Only the lines from the one containing "decides whether a" through the one containing "value at the" should be printed, exactly as they appear below, with both ends included.

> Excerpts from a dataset
****************************************
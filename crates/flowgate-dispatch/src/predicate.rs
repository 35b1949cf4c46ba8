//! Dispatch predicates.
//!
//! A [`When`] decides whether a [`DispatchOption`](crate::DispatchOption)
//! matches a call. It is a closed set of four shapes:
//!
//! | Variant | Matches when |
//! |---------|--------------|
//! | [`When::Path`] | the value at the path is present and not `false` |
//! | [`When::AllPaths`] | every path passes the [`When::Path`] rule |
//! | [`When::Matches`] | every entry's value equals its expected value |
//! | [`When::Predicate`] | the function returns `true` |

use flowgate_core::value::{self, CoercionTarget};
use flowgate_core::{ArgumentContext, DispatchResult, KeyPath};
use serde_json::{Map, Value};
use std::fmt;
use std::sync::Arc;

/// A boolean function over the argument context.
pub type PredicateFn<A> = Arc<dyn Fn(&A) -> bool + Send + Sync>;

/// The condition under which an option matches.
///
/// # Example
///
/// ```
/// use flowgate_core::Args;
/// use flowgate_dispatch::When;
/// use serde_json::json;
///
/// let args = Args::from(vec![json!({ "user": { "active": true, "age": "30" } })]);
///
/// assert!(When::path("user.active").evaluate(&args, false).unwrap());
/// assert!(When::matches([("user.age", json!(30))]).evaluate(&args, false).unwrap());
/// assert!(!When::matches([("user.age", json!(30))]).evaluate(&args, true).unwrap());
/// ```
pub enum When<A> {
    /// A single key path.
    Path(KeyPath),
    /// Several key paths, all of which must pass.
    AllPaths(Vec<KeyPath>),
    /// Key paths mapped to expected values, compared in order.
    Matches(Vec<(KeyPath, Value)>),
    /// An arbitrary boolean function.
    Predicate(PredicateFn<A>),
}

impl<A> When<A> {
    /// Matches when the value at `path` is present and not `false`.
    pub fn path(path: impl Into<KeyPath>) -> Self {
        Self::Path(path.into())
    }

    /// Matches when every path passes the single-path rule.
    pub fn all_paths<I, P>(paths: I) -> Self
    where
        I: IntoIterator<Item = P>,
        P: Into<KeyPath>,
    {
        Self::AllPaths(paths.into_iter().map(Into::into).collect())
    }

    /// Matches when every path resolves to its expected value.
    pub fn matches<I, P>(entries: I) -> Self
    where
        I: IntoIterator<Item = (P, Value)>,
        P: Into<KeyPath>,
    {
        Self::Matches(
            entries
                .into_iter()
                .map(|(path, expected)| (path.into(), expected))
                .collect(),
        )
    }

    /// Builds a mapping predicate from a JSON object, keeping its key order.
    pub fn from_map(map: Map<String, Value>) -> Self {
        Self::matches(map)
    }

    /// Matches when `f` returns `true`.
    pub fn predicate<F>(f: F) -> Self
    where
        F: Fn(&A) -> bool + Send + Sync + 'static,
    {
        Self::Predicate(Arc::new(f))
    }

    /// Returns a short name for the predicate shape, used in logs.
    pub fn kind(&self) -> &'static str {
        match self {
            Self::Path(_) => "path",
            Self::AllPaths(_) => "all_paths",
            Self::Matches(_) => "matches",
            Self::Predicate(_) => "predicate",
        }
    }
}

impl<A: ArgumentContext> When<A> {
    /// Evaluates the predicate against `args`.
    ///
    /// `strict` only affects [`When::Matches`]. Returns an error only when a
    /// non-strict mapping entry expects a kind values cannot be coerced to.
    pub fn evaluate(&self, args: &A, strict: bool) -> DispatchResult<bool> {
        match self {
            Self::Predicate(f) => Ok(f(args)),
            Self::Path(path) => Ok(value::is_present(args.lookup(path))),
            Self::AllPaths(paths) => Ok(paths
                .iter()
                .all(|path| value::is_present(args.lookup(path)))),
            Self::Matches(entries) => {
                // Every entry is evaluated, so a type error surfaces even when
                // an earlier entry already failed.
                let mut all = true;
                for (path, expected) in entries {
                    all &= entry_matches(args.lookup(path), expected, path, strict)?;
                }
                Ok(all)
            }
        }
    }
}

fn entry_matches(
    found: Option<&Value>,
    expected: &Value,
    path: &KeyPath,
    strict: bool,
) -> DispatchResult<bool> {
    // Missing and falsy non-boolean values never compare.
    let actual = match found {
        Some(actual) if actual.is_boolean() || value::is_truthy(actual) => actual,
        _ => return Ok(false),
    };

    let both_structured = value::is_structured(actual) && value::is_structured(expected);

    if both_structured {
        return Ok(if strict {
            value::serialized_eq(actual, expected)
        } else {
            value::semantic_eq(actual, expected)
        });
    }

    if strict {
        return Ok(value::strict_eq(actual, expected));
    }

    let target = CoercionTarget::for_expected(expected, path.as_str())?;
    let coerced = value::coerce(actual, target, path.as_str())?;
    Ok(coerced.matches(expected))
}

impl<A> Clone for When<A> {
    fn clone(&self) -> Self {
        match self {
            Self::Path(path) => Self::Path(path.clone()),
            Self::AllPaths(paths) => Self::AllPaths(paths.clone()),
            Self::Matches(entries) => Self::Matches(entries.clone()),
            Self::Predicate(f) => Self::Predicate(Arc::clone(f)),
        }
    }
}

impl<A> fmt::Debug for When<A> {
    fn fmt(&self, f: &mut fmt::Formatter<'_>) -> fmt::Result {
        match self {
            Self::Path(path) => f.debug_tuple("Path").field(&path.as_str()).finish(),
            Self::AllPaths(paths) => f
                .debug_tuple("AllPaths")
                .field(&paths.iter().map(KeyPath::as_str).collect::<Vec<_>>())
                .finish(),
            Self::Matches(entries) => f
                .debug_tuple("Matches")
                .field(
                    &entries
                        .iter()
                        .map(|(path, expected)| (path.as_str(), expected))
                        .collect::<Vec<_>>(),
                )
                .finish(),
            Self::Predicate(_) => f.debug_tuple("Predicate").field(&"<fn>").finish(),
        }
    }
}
****************************************
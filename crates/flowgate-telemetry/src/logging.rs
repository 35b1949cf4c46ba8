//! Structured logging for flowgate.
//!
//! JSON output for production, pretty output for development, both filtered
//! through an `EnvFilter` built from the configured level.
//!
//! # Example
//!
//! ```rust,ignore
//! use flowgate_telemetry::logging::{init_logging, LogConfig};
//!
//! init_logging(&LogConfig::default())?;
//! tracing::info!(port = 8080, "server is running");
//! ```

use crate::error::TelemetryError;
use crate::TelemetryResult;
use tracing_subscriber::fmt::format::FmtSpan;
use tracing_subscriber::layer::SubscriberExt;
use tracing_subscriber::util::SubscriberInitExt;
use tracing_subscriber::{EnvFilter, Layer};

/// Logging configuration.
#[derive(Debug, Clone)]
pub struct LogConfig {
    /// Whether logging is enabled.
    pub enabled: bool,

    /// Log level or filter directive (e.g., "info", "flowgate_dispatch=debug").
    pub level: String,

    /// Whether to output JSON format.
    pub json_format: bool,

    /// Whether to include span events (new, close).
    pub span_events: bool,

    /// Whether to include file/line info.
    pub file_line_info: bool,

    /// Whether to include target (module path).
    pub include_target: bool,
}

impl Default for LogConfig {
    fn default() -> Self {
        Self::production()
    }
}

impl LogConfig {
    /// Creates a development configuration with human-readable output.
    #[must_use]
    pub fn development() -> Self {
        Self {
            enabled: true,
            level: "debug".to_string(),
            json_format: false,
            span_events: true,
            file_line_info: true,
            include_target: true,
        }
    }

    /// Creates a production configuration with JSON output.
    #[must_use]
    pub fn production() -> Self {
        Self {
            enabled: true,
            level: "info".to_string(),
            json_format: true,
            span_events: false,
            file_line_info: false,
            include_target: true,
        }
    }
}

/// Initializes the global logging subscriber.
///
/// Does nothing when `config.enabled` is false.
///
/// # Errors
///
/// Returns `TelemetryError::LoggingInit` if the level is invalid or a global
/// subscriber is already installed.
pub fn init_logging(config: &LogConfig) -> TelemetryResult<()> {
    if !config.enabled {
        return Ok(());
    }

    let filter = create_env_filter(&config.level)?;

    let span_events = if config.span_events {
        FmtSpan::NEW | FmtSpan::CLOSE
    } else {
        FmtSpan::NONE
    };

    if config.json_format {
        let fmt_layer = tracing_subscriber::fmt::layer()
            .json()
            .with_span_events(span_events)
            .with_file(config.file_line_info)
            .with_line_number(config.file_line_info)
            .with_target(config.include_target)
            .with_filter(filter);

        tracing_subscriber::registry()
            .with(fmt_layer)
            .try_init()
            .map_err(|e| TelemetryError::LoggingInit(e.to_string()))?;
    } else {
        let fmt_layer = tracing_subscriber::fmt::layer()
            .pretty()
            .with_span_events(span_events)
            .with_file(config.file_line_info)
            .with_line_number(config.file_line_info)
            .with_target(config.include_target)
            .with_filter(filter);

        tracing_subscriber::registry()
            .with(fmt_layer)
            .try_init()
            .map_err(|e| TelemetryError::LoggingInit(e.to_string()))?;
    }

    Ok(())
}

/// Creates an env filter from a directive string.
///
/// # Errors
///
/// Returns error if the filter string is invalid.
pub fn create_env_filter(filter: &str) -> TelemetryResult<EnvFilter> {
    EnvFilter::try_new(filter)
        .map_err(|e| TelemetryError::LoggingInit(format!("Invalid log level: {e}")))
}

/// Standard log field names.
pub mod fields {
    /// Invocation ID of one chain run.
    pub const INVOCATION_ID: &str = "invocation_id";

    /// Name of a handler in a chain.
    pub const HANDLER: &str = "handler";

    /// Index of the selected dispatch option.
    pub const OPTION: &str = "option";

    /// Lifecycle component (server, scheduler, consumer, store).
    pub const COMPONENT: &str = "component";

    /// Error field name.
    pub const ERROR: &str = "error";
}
****************************************
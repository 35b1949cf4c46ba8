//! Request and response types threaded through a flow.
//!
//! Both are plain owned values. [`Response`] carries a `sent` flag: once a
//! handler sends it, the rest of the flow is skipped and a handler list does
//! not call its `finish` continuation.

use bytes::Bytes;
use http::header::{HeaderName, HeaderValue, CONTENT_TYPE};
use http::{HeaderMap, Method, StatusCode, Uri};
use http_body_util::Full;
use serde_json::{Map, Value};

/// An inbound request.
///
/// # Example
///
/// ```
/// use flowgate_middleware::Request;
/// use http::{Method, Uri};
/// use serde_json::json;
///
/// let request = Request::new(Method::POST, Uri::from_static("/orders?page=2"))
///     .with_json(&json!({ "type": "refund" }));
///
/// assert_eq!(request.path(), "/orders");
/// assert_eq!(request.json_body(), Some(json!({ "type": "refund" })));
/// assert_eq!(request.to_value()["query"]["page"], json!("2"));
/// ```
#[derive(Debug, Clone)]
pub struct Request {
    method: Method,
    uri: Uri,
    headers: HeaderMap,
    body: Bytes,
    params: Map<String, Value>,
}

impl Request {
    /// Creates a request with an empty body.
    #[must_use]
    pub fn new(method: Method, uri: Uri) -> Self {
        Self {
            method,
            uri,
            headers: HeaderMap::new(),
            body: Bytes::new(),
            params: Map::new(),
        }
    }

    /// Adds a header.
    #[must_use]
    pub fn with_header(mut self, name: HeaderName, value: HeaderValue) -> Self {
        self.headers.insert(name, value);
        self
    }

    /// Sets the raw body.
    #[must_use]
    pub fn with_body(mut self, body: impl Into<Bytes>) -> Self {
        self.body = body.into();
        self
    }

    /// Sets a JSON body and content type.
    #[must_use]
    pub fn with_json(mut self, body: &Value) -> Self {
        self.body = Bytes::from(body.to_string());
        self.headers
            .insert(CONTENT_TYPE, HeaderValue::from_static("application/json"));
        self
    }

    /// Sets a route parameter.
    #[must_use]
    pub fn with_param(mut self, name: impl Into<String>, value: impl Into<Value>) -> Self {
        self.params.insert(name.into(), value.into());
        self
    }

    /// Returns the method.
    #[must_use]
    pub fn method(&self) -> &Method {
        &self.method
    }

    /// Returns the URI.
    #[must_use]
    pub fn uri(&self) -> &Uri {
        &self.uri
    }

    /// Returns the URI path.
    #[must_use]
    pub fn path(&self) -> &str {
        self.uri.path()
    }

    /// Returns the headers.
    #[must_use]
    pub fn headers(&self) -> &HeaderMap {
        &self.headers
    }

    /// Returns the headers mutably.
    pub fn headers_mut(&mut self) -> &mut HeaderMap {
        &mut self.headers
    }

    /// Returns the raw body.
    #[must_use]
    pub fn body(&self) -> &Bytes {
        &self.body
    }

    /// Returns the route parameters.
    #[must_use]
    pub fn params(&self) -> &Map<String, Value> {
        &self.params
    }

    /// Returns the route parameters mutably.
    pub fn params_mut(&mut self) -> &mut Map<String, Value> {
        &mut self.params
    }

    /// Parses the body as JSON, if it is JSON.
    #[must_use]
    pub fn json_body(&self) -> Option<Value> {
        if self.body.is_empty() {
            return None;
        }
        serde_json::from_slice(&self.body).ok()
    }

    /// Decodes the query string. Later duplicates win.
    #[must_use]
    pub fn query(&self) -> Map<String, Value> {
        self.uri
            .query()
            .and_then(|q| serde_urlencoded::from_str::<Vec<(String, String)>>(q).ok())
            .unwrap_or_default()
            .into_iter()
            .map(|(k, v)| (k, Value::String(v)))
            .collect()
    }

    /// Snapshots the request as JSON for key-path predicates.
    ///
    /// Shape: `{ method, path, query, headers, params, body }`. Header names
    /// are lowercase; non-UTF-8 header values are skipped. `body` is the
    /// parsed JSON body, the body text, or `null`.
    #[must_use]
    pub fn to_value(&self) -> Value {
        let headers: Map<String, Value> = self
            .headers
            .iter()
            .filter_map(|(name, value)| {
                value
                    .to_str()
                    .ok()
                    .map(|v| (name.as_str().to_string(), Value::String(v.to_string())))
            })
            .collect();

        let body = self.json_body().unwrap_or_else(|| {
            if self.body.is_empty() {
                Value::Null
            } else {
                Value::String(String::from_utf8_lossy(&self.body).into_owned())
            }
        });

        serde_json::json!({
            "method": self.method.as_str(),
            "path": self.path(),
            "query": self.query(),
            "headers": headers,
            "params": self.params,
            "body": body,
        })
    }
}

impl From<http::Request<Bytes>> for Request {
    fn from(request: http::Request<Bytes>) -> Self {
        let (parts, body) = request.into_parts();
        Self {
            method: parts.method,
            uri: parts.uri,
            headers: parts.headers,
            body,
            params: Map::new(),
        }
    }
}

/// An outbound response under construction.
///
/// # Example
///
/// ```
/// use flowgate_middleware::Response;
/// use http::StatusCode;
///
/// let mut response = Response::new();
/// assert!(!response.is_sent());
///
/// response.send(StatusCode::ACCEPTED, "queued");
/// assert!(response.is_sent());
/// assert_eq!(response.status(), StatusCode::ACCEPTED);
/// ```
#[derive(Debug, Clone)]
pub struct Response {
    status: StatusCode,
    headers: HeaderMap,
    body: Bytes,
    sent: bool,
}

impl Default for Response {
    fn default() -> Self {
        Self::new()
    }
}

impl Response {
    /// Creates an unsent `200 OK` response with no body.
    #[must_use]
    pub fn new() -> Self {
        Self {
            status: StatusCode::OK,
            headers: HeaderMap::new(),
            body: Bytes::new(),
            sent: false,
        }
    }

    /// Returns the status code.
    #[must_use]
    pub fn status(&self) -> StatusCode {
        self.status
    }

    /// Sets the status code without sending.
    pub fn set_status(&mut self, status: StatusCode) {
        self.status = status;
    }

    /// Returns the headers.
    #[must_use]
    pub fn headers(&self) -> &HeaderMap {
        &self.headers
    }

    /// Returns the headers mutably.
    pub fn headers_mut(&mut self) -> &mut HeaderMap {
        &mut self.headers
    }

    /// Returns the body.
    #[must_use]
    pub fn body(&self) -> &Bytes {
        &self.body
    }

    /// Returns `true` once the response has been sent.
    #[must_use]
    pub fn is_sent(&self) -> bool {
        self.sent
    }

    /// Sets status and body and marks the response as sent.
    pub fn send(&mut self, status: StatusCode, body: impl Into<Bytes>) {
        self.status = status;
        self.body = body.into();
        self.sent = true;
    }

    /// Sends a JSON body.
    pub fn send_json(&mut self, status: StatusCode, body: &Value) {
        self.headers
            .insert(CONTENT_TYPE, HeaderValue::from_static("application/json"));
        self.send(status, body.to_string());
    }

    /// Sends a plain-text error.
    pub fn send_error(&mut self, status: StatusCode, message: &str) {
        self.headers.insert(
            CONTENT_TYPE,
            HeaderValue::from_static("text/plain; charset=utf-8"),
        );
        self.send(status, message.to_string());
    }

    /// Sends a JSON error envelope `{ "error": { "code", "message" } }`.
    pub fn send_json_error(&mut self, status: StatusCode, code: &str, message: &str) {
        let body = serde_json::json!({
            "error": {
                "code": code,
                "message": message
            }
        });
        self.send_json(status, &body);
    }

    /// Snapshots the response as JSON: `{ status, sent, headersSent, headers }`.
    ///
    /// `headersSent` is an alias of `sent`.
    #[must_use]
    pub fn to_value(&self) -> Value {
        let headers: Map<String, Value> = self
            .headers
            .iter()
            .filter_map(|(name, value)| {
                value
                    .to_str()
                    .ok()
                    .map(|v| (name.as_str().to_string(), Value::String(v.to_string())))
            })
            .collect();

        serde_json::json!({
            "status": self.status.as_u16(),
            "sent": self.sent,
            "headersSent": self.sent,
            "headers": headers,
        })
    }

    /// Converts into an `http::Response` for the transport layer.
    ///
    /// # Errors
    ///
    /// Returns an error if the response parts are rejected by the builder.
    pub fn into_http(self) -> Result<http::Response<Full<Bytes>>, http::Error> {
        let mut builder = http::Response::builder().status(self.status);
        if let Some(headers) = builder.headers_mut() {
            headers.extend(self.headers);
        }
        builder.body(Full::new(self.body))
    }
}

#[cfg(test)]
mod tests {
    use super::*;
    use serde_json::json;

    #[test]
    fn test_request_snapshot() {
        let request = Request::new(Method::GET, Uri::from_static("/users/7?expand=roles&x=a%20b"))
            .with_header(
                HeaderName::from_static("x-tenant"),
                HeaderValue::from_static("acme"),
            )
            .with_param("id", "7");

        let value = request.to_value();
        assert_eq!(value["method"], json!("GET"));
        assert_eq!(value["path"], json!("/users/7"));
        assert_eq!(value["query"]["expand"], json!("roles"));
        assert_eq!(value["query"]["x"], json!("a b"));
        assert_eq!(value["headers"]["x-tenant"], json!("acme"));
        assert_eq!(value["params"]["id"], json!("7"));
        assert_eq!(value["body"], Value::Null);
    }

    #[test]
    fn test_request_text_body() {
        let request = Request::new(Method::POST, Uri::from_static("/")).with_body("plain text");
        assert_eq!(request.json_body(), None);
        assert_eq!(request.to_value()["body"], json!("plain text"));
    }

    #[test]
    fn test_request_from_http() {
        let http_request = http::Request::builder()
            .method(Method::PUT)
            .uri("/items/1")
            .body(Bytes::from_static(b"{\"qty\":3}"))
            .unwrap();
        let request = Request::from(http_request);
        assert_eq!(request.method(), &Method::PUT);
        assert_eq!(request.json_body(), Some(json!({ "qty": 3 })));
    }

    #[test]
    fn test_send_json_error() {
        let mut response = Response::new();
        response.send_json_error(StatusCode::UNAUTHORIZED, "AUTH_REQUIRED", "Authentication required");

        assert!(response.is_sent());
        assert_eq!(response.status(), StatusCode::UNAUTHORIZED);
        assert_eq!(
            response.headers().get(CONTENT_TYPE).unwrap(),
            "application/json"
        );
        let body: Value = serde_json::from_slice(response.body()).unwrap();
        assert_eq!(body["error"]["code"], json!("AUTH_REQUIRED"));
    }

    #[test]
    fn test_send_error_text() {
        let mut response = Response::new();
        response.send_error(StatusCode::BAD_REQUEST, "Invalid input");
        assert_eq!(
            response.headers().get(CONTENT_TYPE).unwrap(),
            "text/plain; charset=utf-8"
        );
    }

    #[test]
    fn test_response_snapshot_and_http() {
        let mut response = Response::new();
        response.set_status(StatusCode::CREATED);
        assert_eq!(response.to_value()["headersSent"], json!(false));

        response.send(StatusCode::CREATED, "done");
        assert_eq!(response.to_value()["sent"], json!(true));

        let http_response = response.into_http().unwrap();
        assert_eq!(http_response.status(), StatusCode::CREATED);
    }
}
****************************************
> The completed task
//! A [`When`] decides whether a [`DispatchOption`](crate::DispatchOption)
//! matches a call. It is a closed set of four shapes:
//!
//! | Variant | Matches when |
//! |---------|--------------|
//! | [`When::Path`] | the value at the path is present and not `false` |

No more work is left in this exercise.